I also have ADHD, which I think is behind the general messiness/slobbiness. Understanding and putting strategies in place for ADHD has meant that other strategies (like this book, probably others might help too) are able to work effectively. If cleaning is something you struggle with to the point that no book ever helps, ADHD is something worth looking into.
I have to actually DO IT. There is a line in the book which made me laugh out loud because I felt so seen. She said something like: Stop searching for the magical secret that means your house will stay clean without you having to clean it. You can read this bool 100 times and your house will not get cleaner. You actually have to clean your house. Sorry. But this helps because I think on some subconscious level I was always looking for that secret, and because actually even just doing the first of the daily tasks (Dishes) makes such a hugenormous, instant difference and does not actually take that long it means that I can do that most days and if I have missed a few days I just have to get caught up on that and the rest can wait (and I don't need to reinvent the wheel or beat myself up - just start again and the starting task being easy helps hugely with this).

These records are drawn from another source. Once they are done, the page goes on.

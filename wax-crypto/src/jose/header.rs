use std::collections::HashSet;

use serde::{Deserialize, Serialize, de::DeserializeOwned};
use serde_json::{Map, Value};
use wax_utils::macros::generate_set_and_with;

use super::{JoseError, encoding};

/// Header parameter names registered by [`rfc7515`], [`rfc7516`] and [`rfc7518`].
/// They can never be listed in `crit`.
///
/// [`rfc7515`]: https://datatracker.ietf.org/doc/html/rfc7515#section-4.1
/// [`rfc7516`]: https://datatracker.ietf.org/doc/html/rfc7516#section-4.1
/// [`rfc7518`]: https://datatracker.ietf.org/doc/html/rfc7518#section-4.1
const REGISTERED_NAMES: &[&str] = &[
    "alg", "enc", "zip", "jku", "jwk", "kid", "x5u", "x5c", "x5t", "x5t#S256", "typ", "cty",
    "crit", "epk", "apu", "apv", "iv", "tag", "p2s", "p2c",
];

macro_rules! string_header {
    ($($(#[$doc:meta])* $name:ident => $key:literal),+ $(,)?) => {
        $(
            $(#[$doc])*
            pub fn $name(&self) -> Option<&str> {
                self.0.get($key).and_then(Value::as_str)
            }

            generate_set_and_with! {
                $(#[$doc])*
                pub fn $name(mut self, value: Option<String>) -> Self {
                    self.put($key, value.map(Value::String));
                    self
                }
            }
        )+
    };
}

#[derive(Default, Clone, Debug, Serialize, Deserialize, PartialEq, Eq)]
#[serde(transparent)]
/// [`Headers`] is an ordered JSON object holding either the protected or
/// an unprotected part of a JOSE header.
///
/// Registered parameters have typed accessors, anything else can be
/// set with [`Headers::try_set_header`] and read with [`Headers::get`].
pub struct Headers(Map<String, Value>);

impl Headers {
    /// Create an empty header set.
    pub fn new() -> Self {
        Self::default()
    }

    generate_set_and_with! {
        /// Set provided header
        ///
        /// Warning: this function will replace an already existing header
        pub fn header(
            mut self,
            name: impl Into<String>,
            value: impl Serialize,
        ) -> Result<Self, JoseError> {
            let value = serde_json::to_value(value).map_err(|err| {
                JoseError::invalid_input("header value is not valid JSON").with_source(err)
            })?;
            self.0.insert(name.into(), value);
            Ok(self)
        }
    }

    generate_set_and_with! {
        /// Set all fields of provided object as headers
        ///
        /// Warning: this function will replace already existing headers
        pub fn headers(mut self, headers: impl Serialize) -> Result<Self, JoseError> {
            let headers = serde_json::to_value(headers).map_err(|err| {
                JoseError::invalid_input("headers are not valid JSON").with_source(err)
            })?;
            let Value::Object(mut headers) = headers else {
                return Err(JoseError::invalid_input(
                    "can only set multiple headers from a key value object",
                ));
            };
            self.0.append(&mut headers);
            Ok(self)
        }
    }

    string_header! {
        /// `alg`: algorithm used to sign, or to encrypt the CEK
        alg => "alg",
        /// `enc`: content encryption algorithm
        enc => "enc",
        /// `kid`: key id hint
        kid => "kid",
        /// `typ`: media type of the complete object
        typ => "typ",
        /// `cty`: media type of the payload
        cty => "cty",
        /// `x5u`: URL of the X.509 certificate chain
        x5u => "x5u",
        /// `x5t`: base64url SHA-1 thumbprint of the X.509 certificate
        x5t => "x5t",
        /// `x5t#S256`: base64url SHA-256 thumbprint of the X.509 certificate
        x5t_s256 => "x5t#S256",
        /// `jku`: URL of a JWK set
        jku => "jku",
        /// `zip`: compression applied before encryption
        zip => "zip",
    }

    /// `crit`: names of extensions that must be understood
    ///
    /// `None` when absent or not a list of strings.
    pub fn crit(&self) -> Option<Vec<&str>> {
        string_list(self.0.get("crit")?)
    }

    generate_set_and_with! {
        /// `crit`: names of extensions that must be understood
        pub fn crit(mut self, names: Option<Vec<String>>) -> Self {
            self.put("crit", names.map(|names| names.into_iter().map(Value::String).collect()));
            self
        }
    }

    /// `x5c`: base64 (not url) DER certificate chain
    pub fn x5c(&self) -> Option<Vec<&str>> {
        string_list(self.0.get("x5c")?)
    }

    generate_set_and_with! {
        /// `x5c`: base64 (not url) DER certificate chain
        pub fn x5c(mut self, chain: Option<Vec<String>>) -> Self {
            self.put("x5c", chain.map(|chain| chain.into_iter().map(Value::String).collect()));
            self
        }
    }

    /// `jwk`: public key as JSON Web Key
    pub fn jwk(&self) -> Option<&Map<String, Value>> {
        self.0.get("jwk").and_then(Value::as_object)
    }

    generate_set_and_with! {
        /// `jwk`: public key as JSON Web Key
        pub fn jwk(mut self, jwk: Option<Map<String, Value>>) -> Self {
            self.put("jwk", jwk.map(Value::Object));
            self
        }
    }

    /// Raw value of the named header.
    pub fn get(&self, name: &str) -> Option<&Value> {
        self.0.get(name)
    }

    /// Remove the named header, returning its value.
    pub fn remove(&mut self, name: &str) -> Option<Value> {
        self.0.shift_remove(name)
    }

    /// `true` if the named header is set.
    pub fn contains(&self, name: &str) -> bool {
        self.0.contains_key(name)
    }

    /// Header names in insertion order.
    pub fn names(&self) -> impl Iterator<Item = &str> {
        self.0.keys().map(String::as_str)
    }

    /// Number of headers.
    pub fn len(&self) -> usize {
        self.0.len()
    }

    /// `true` if no header is set.
    pub fn is_empty(&self) -> bool {
        self.0.is_empty()
    }

    /// Underlying JSON object.
    pub fn as_map(&self) -> &Map<String, Value> {
        &self.0
    }

    /// Try decode headers to the provided `T`
    pub fn decode<T: DeserializeOwned>(&self) -> Result<T, JoseError> {
        T::deserialize(&self.0).map_err(|err| {
            JoseError::malformed_encoding("deserialize headers").with_source(err)
        })
    }

    fn put(&mut self, name: &str, value: Option<Value>) {
        match value {
            Some(value) => {
                self.0.insert(name.to_owned(), value);
            }
            None => {
                self.0.shift_remove(name);
            }
        }
    }

    /// Base64url of the JSON form, the empty string for no headers.
    pub(super) fn encode(&self) -> Result<String, JoseError> {
        if self.0.is_empty() {
            return Ok(String::new());
        }
        encoding::encode_json(&self.0, "serialize headers")
    }

    /// Inverse of [`Self::encode`].
    pub(super) fn decode_segment(segment: &str) -> Result<Self, JoseError> {
        if segment.is_empty() {
            return Ok(Self::new());
        }
        let json = encoding::decode(segment, "decode protected header")?;
        serde_json::from_slice(&json).map_err(|err| {
            JoseError::malformed_encoding("protected header is not a JSON object").with_source(err)
        })
    }

    /// Union of disjoint header sets, as seen by the algorithms.
    pub(super) fn joined(parts: &[&Self]) -> Self {
        let mut joined = Map::new();
        for part in parts {
            joined.extend(part.0.iter().map(|(k, v)| (k.clone(), v.clone())));
        }
        Self(joined)
    }

    /// First header name present in more than one of `parts`.
    pub(super) fn shared_name<'a>(parts: &[&'a Self]) -> Option<&'a str> {
        let mut seen = HashSet::new();
        parts
            .iter()
            .flat_map(|&part| part.names())
            .find(|name| !seen.insert(*name))
    }
}

fn string_list(value: &Value) -> Option<Vec<&str>> {
    value.as_array()?.iter().map(Value::as_str).collect()
}

#[derive(Debug, Clone, Default, PartialEq, Eq)]
/// Extensions a consumer understands, checked against `crit`.
///
/// The default policy understands no extension at all,
/// so any object carrying `crit` is rejected.
pub struct CritPolicy {
    extensions: HashSet<String>,
}

impl CritPolicy {
    /// Create a policy that understands no extension.
    pub fn new() -> Self {
        Self::default()
    }

    generate_set_and_with! {
        /// Mark the named extension as understood
        pub fn extension(mut self, name: impl Into<String>) -> Self {
            self.extensions.insert(name.into());
            self
        }
    }

    /// `true` if the named extension is understood.
    pub fn understands(&self, name: &str) -> bool {
        self.extensions.contains(name)
    }

    /// Enforce [`rfc7515, section 4.1.11`] for one signature or recipient.
    ///
    /// `crit` must be integrity protected, be a non-empty list of strings,
    /// name no registered header, and every name must be present in the
    /// header and understood by this policy.
    ///
    /// [`rfc7515, section 4.1.11`]: https://datatracker.ietf.org/doc/html/rfc7515#section-4.1.11
    pub fn check(&self, protected: &Headers, unprotected: &[&Headers]) -> Result<(), JoseError> {
        if unprotected.iter().any(|headers| headers.contains("crit")) {
            return Err(JoseError::policy_violation("crit must be integrity protected"));
        }
        let Some(crit) = protected.get("crit") else {
            return Ok(());
        };
        let names = match string_list(crit) {
            Some(names) if !names.is_empty() => names,
            _ => {
                return Err(JoseError::policy_violation(
                    "crit must be a non-empty list of strings",
                ));
            }
        };
        for name in names {
            if REGISTERED_NAMES.contains(&name) {
                return Err(JoseError::policy_violation(format!(
                    "crit lists registered header '{name}'"
                )));
            }
            let present = protected.contains(name)
                || unprotected.iter().any(|headers| headers.contains(name));
            if !present {
                return Err(JoseError::policy_violation(format!(
                    "crit lists '{name}' which is not in the header"
                )));
            }
            if !self.understands(name) {
                tracing::debug!(extension = name, "rejecting unknown critical extension");
                return Err(JoseError::policy_violation(format!(
                    "critical extension '{name}' is not understood"
                )));
            }
        }
        Ok(())
    }
}
use aws_lc_rs::rsa::{
    OAEP_SHA1_MGF1SHA1, OAEP_SHA256_MGF1SHA256, OaepAlgorithm, OaepPrivateDecryptingKey,
    OaepPublicEncryptingKey, Pkcs1PrivateDecryptingKey, Pkcs1PublicEncryptingKey,
};
use zeroize::Zeroizing;

use crate::jose::{
    AlgorithmDescriptor, DigestAlgorithm, JoseError, PrimitiveFamily, RsaPrivateKey, RsaPublicKey,
    key::random_bytes,
};

pub(super) fn encrypt(
    descriptor: &AlgorithmDescriptor,
    public: &RsaPublicKey,
    cek: &[u8],
) -> Result<Vec<u8>, JoseError> {
    check_key_size(descriptor, public.key_size_bits())?;
    let key = public.encrypting_key()?;

    let mut encrypted_key;
    let len = if descriptor.family() == PrimitiveFamily::RsaOaep {
        let algorithm = oaep_algorithm(descriptor)?;
        let key = OaepPublicEncryptingKey::new(key)
            .map_err(|err| JoseError::invalid_key_material("RSA-OAEP key").with_source(err))?;
        encrypted_key = vec![0u8; key.ciphertext_size()];
        key.encrypt(algorithm, cek, &mut encrypted_key, None)
            .map_err(|err| JoseError::invalid_input("RSA-OAEP encryption").with_source(err))?
            .len()
    } else {
        let key = Pkcs1PublicEncryptingKey::new(key)
            .map_err(|err| JoseError::invalid_key_material("RSA1_5 key").with_source(err))?;
        encrypted_key = vec![0u8; key.ciphertext_size()];
        key.encrypt(cek, &mut encrypted_key)
            .map_err(|err| JoseError::invalid_input("RSA1_5 encryption").with_source(err))?
            .len()
    };
    encrypted_key.truncate(len);
    Ok(encrypted_key)
}

pub(super) fn decrypt(
    descriptor: &AlgorithmDescriptor,
    content: &AlgorithmDescriptor,
    private: &RsaPrivateKey,
    encrypted_key: &[u8],
) -> Result<Zeroizing<Vec<u8>>, JoseError> {
    check_key_size(descriptor, private.key_size_bits())?;
    let key = private.decrypting_key()?;

    if descriptor.family() == PrimitiveFamily::RsaOaep {
        let algorithm = oaep_algorithm(descriptor)?;
        let key = OaepPrivateDecryptingKey::new(key)
            .map_err(|err| JoseError::invalid_key_material("RSA-OAEP key").with_source(err))?;
        let mut cek = Zeroizing::new(vec![0u8; key.min_output_size()]);
        let len = key
            .decrypt(algorithm, encrypted_key, &mut cek, None)
            .map_err(|err| JoseError::authentication_failure().with_source(err))?
            .len();
        cek.truncate(len);
        // a CEK of the wrong size must fail like a wrong key
        if cek.len() != content.key_len() {
            return Err(JoseError::authentication_failure());
        }
        return Ok(cek);
    }

    let key = Pkcs1PrivateDecryptingKey::new(key)
        .map_err(|err| JoseError::invalid_key_material("RSA1_5 key").with_source(err))?;
    // RFC 7516 section 11.5: on any failure continue with a random CEK,
    // content decryption then fails the same way a wrong key would.
    let substitute = random_bytes(content.key_len())?;
    let mut cek = Zeroizing::new(vec![0u8; key.min_output_size()]);
    let len = match key.decrypt(encrypted_key, &mut cek) {
        Ok(plaintext) => plaintext.len(),
        Err(_) => 0,
    };
    cek.truncate(len);
    if cek.len() != content.key_len() {
        tracing::trace!("RSA1_5 unwrap rejected, continuing with a random CEK");
        return Ok(substitute);
    }
    Ok(cek)
}

fn check_key_size(descriptor: &AlgorithmDescriptor, bits: usize) -> Result<(), JoseError> {
    if bits < descriptor.key_bits() {
        return Err(JoseError::invalid_key_material(format!(
            "{} requires an RSA key of at least {} bits",
            descriptor.name(),
            descriptor.key_bits()
        )));
    }
    Ok(())
}

fn oaep_algorithm(descriptor: &AlgorithmDescriptor) -> Result<&'static OaepAlgorithm, JoseError> {
    match descriptor.digest() {
        Some(DigestAlgorithm::Sha1) => Ok(&OAEP_SHA1_MGF1SHA1),
        Some(DigestAlgorithm::Sha256) => Ok(&OAEP_SHA256_MGF1SHA256),
        _ => Err(JoseError::unsupported_algorithm(format!(
            "no OAEP parameters for {}",
            descriptor.name()
        ))),
    }
}
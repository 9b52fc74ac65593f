use std::fmt;

/// An error wrapped with a human readable context message.
pub(super) struct ContextError<C, E> {
    pub(super) context: C,
    pub(super) error: E,
}

impl<C, E> fmt::Debug for ContextError<C, E>
where
    C: fmt::Display,
    E: fmt::Debug,
{
    fn fmt(&self, f: &mut fmt::Formatter<'_>) -> fmt::Result {
        f.debug_struct("ContextError")
            .field("context", &format_args!("{}", self.context))
            .field("error", &self.error)
            .finish()
    }
}

impl<C, E> fmt::Display for ContextError<C, E>
where
    C: fmt::Display,
    E: fmt::Display,
{
    fn fmt(&self, f: &mut fmt::Formatter<'_>) -> fmt::Result {
        write!(f, "{}: {}", self.context, self.error)
    }
}

impl<C, E> std::error::Error for ContextError<C, E>
where
    C: fmt::Display,
    E: std::error::Error + 'static,
{
    fn source(&self) -> Option<&(dyn std::error::Error + 'static)> {
        Some(&self.error)
    }
}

I had to get rid of a LOT of stuff. I am still in the process of this actually. I use Dana's method again. I am learning about why my previous efforts to declutter did not particularly seem to make any effect and this was because I did not get stuff out of the house quickly enough, meaning that it ended up reassimilating into our general stuff and/or gathering dust and taking up space. And I made frequent use of what Dana calls "Procrastination Stations" (keep pile/keep box).
I have heard KC Davis (domesticblisters on social media) is good for getting past a lot of the mental blocks and guilt spirals around cleaning which can be extremely unhelpful. Her book is "How to keep house while drowning".